Pure Vessels - Book of Mormon Isaiah

Pure Vessels

The prophet Isaiah’s going naked and barefoot for three years as a sign and portent against Egypt—the world’s great superpower of his day—contrasts sharply with the comfort zone of Babylon’s high rises that lend a God-like view over the landscape. Isaiah’s extensive literary devices show that ancient Egypt typifies modern America in the world’s end-time scenario, as also seen by Book of Mormon prophets. Isaiah himself typified God’s end-time people’s division when he was sawn in half by the corrupt establishment of his day.

Jesus’ parable of the wise and foolish virgins further signifies such a division. Isaiah’s use of the term “vessels” to symbolize people suggests that those who lack oil for their lamps at the Lord’s coming are themselves the vessels that lack the Holy Ghost and who are consequently deceived. In that sense, the term “vessel” denotes both the outer and inner vessel—the inner to be cleansed first so that we know how keep the outer clean also. Then shall we be “vessels unto honor, sanctified, and meet for the master’s use” (2 Timothy 2:21).

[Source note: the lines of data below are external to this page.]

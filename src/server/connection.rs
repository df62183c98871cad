/// WebSocket connection actor.
///
/// One actor per connected client. Text frames are rate limited, decoded
/// into `ClientEvent`s and forwarded to the dispatcher; `Deliver` messages
/// coming back are serialized and written to the socket.
use actix::prelude::*;
use actix_web::{web, Error, HttpRequest, HttpResponse};
use actix_web_actors::ws;
use std::borrow::Cow;
use log::{debug, error, warn};

use crate::game::error::GameError;
use crate::game::events::ServerEvent;
use crate::game::types::ClientId;
use crate::server::dispatcher::{Connect, Disconnect, Dispatcher, Inbound};
use crate::server::flood_guard::FloodGuard;
use crate::server::protocol::{display_name, ClientEvent, Deliver};
use crate::server::state::AppState;

pub struct ClientConnection {
    client: ClientId,
    /// Name from the upgrade request. Later renames go through the dispatcher.
    name: String,
    dispatcher: Addr<Dispatcher>,
    flood: FloodGuard,
}

impl ClientConnection {
    pub fn new(name: String, dispatcher: Addr<Dispatcher>) -> Self {
        Self { client: ClientId::new(), name, dispatcher, flood: FloodGuard::new() }
    }

    fn send_event(&self, event: &ServerEvent, ctx: &mut ws::WebsocketContext<Self>) {
        match serde_json::to_string(event) {
            Ok(text) => ctx.text(text),
            Err(e) => {
                error!("[Connection] Failed to serialize event for {}: {}", self.client, e);
                ctx.close(Some(ws::CloseReason {
                    code: ws::CloseCode::Error,
                    description: Some("Internal server error".into()),
                }));
                ctx.stop();
            }
        }
    }

    fn on_text(&mut self, text: &str, ctx: &mut ws::WebsocketContext<Self>) {
        if self.flood.record_request(&self.client.to_string()) {
            self.send_event(&ServerEvent::error(&GameError::RateLimited), ctx);
            ctx.close(Some(ws::CloseReason {
                code: ws::CloseCode::Policy,
                description: Some("Too many requests".into()),
            }));
            ctx.stop();
            return;
        }

        let event = match ClientEvent::decode(text) {
            Ok(event) => event,
            Err(err) => {
                debug!("[Connection] Rejected event from {}: {}", self.client, err);
                self.send_event(&ServerEvent::error(&err), ctx);
                return;
            }
        };
        if event != ClientEvent::Ping {
            self.dispatcher.do_send(Inbound { client: self.client, event });
        }
    }
}

impl Actor for ClientConnection {
    type Context = ws::WebsocketContext<Self>;

    fn started(&mut self, ctx: &mut Self::Context) {
        self.dispatcher.do_send(Connect {
            client: self.client,
            name: self.name.clone(),
            addr: ctx.address().recipient(),
        });
    }

    fn stopped(&mut self, _ctx: &mut Self::Context) {
        self.dispatcher.do_send(Disconnect { client: self.client });
    }
}

impl StreamHandler<Result<ws::Message, ws::ProtocolError>> for ClientConnection {
    fn handle(&mut self, msg: Result<ws::Message, ws::ProtocolError>, ctx: &mut Self::Context) {
        match msg {
            Ok(ws::Message::Text(text)) => self.on_text(&text, ctx),
            Ok(ws::Message::Ping(msg)) => ctx.pong(&msg),
            Ok(ws::Message::Close(reason)) => {
                ctx.close(reason);
                ctx.stop();
            }
            Ok(ws::Message::Binary(_)) => {
                let err = GameError::MalformedEvent("binary frames are not supported".into());
                self.send_event(&ServerEvent::error(&err), ctx);
            }
            Ok(_) => {}
            Err(e) => {
                warn!("[Connection] Protocol error from {}: {}", self.client, e);
                ctx.stop();
            }
        }
    }
}

impl Handler<Deliver> for ClientConnection {
    type Result = ();

    fn handle(&mut self, msg: Deliver, ctx: &mut Self::Context) {
        self.send_event(&msg.0, ctx);
    }
}

/// Reads the optional `name` query parameter.
fn requested_name(query: &str) -> String {
    let raw = query
        .split('&')
        .filter_map(|kv| kv.split_once('='))
        .find(|(key, _)| *key == "name")
        .map(|(_, value)| {
            urlencoding::decode(&value.replace('+', " "))
                .unwrap_or_else(|_| Cow::Borrowed(""))
                .into_owned()
        })
        .unwrap_or_default();
    display_name(&raw)
}

/// WebSocket endpoint. Accepts an optional `name` query parameter.
pub async fn ws_connect(
    req: HttpRequest,
    stream: web::Payload,
    data: web::Data<AppState>,
) -> Result<HttpResponse, Error> {
    let name = requested_name(req.query_string());
    ws::start(ClientConnection::new(name, data.dispatcher.clone()), &req, stream)
}
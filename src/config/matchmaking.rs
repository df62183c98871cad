/// Matchmaking configuration constants.
///
/// This module defines parameters for the matchmaking queue, such as stake
/// limits and display name rules.

/// Highest stake a client may declare when joining the queue.
pub const MAX_STAKE: u64 = 1_000_000;

/// Maximum length (in characters) of a display name.
pub const MAX_NAME_LEN: usize = 18;

/// Display name used when a client provides none.
pub const DEFAULT_NAME: &str = "Guest";
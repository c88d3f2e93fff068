//! Driver: compiling programs and executing subroutines
//!
//! The host-facing surface: [`parse_vcl`](crate::parser::parse_vcl) produces
//! a [`Program`], [`compile`] turns it into executable [`Subroutines`], and
//! [`execute_vcl`] runs one subroutine against a context and returns the
//! terminal action string (`lookup`, `pass`, `hash`, `fetch`, `deliver`,
//! `restart`, `error`).

use crate::ast::{Program, Subroutine};
use crate::context::{Phase, VclContext};
use crate::error::VclError;
use crate::eval::{Outcome, run_subroutine};
use crate::parser::parse_vcl;
use indexmap::IndexMap;
use log::debug;

/// Compiled program: executable subroutines plus the declarations contexts
/// adopt on first execution
#[derive(Debug, Clone)]
pub struct Subroutines {
    subs: IndexMap<String, Subroutine>,
    declarations: Program,
}

impl Subroutines {
    /// Looks up a compiled subroutine
    pub fn get(&self, name: &str) -> Option<&Subroutine> {
        self.subs.get(name)
    }

    /// True when the named subroutine exists
    pub fn contains(&self, name: &str) -> bool {
        self.subs.contains_key(name)
    }

    /// Subroutine names in declaration order
    pub fn names(&self) -> impl Iterator<Item = &str> {
        self.subs.keys().map(String::as_str)
    }

    /// The declarations (ACLs, tables, backends, directors) and diagnostics
    /// carried alongside the subroutines
    pub fn declarations(&self) -> &Program {
        &self.declarations
    }
}

/// Compiles a parsed program into executable subroutines
///
/// Later definitions of the same subroutine name win, which makes textual
/// concatenation of multiple sources a workable composition strategy.
pub fn compile(program: &Program) -> Subroutines {
    let mut subs = IndexMap::new();
    for sub in &program.subroutines {
        subs.insert(sub.name.clone(), sub.clone());
    }
    let mut declarations = program.clone();
    declarations.subroutines.clear();
    Subroutines { subs, declarations }
}

/// Parses and compiles VCL source in one step
pub fn load_vcl_content(source: &str) -> Subroutines {
    compile(&parse_vcl(source))
}

/// Creates a fresh execution context
pub fn create_vcl_context() -> VclContext {
    VclContext::new()
}

/// Executes the named subroutine and returns the terminal action
///
/// On an error transition the driver suspends, invokes `vcl_error` when
/// defined, and returns its action. A `restart` bumps the context's restart
/// counter and fails once the ceiling is exceeded.
pub fn execute_vcl(
    subs: &Subroutines,
    name: &str,
    ctx: &mut VclContext,
) -> Result<String, VclError> {
    let sub = subs
        .get(name)
        .ok_or_else(|| VclError::UndefinedSubroutine {
            name: name.to_string(),
        })?;
    ctx.adopt_declarations(&subs.declarations);

    match run_subroutine(sub, ctx)? {
        Outcome::Return(action) if !action.is_empty() => Ok(action),
        Outcome::Return(_) | Outcome::Completed => Ok(default_action(ctx.phase).to_string()),
        Outcome::Restart => register_restart(ctx),
        Outcome::Error { status, message } => {
            debug!(target: "vcl", "error transition {status}: {message}");
            let handler = if name == "vcl_error" {
                None
            } else {
                subs.get("vcl_error")
            };
            match handler {
                Some(error_sub) => match run_subroutine(error_sub, ctx)? {
                    Outcome::Return(action) if !action.is_empty() => Ok(action),
                    Outcome::Return(_) | Outcome::Completed => Ok("deliver".to_string()),
                    Outcome::Restart => register_restart(ctx),
                    // A second error inside vcl_error is terminal.
                    Outcome::Error { .. } => Ok("error".to_string()),
                },
                None => Ok("error".to_string()),
            }
        }
    }
}

fn register_restart(ctx: &mut VclContext) -> Result<String, VclError> {
    ctx.restarts += 1;
    if ctx.restarts > ctx.max_restarts {
        return Err(VclError::TooManyRestarts {
            max: ctx.max_restarts,
        });
    }
    Ok("restart".to_string())
}

/// The action an implicit fall-through produces, per phase
fn default_action(phase: Phase) -> &'static str {
    match phase {
        Phase::Recv => "lookup",
        Phase::Hash => "hash",
        Phase::Hit => "deliver",
        Phase::Miss => "fetch",
        Phase::Pass => "pass",
        Phase::Fetch => "deliver",
        Phase::Deliver => "deliver",
        Phase::Error => "deliver",
        Phase::Log => "deliver",
    }
}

If not, we may violate our own bodies and bring upon us the judgments of God. As Paul says, “Know you not that your body is the temple of the Holy Ghost which is in you, which you have of God, and you are not your own?” (1 Corinthians 6:19). If God’s counsel to the church in the days of the prophet Joseph Smith was to refrain from harmful substances because of the evil designs of conspiring men, how much more so in our day when a secret combination conspires to overthrow the freedom of all lands, nations, and countries?

Should we tamper with our divine genome in the way it is done with plants and animals? Don’t the scriptures infer that the DNA of the descendants of Cain, of the Lamanites and other peoples changed after their ancestors transgressed the laws of God? If in the end-time “God shall send them strong delusion, that they should believe a lie: that they all might be damned who believed not the truth” (2 Thessalonians 2:11–12), what is that lie? Or what are the end-time deceptions so that “if it were possible” even the elect would be deceived?

As Lehi was led through a dreary waste by a man clothed in white, there came a time when he felt to call on the Lord directly. Said Peter when facing a similar imposition, “We ought to obey God rather than men” (Acts 5:29). If we are to endure to the end of our probation, we must know that there is a spiritual component to every physical malady—that every evil which challenges us is God’s testing us. If we are to “more fully keep ourselves unspotted from the world,” what measures should we be taking to make sure we stand in holy places?

Although Jeremiah advised God’s people in his day to serve the king of Babylon or he would destroy them, that didn’t mean kowtowing to a false god. Rather, with every new evil that emerges in the world, God also furnishes a greater good or empowerment over it if we stand on our principles and take him at his word. So did Shadrach, Meshach, and Abednego, who walked through the same fire that slew its stokers. Hugh Nibley’s favorite scriptural theme of “the church in the wilderness” was his antidote to the church in Babylon.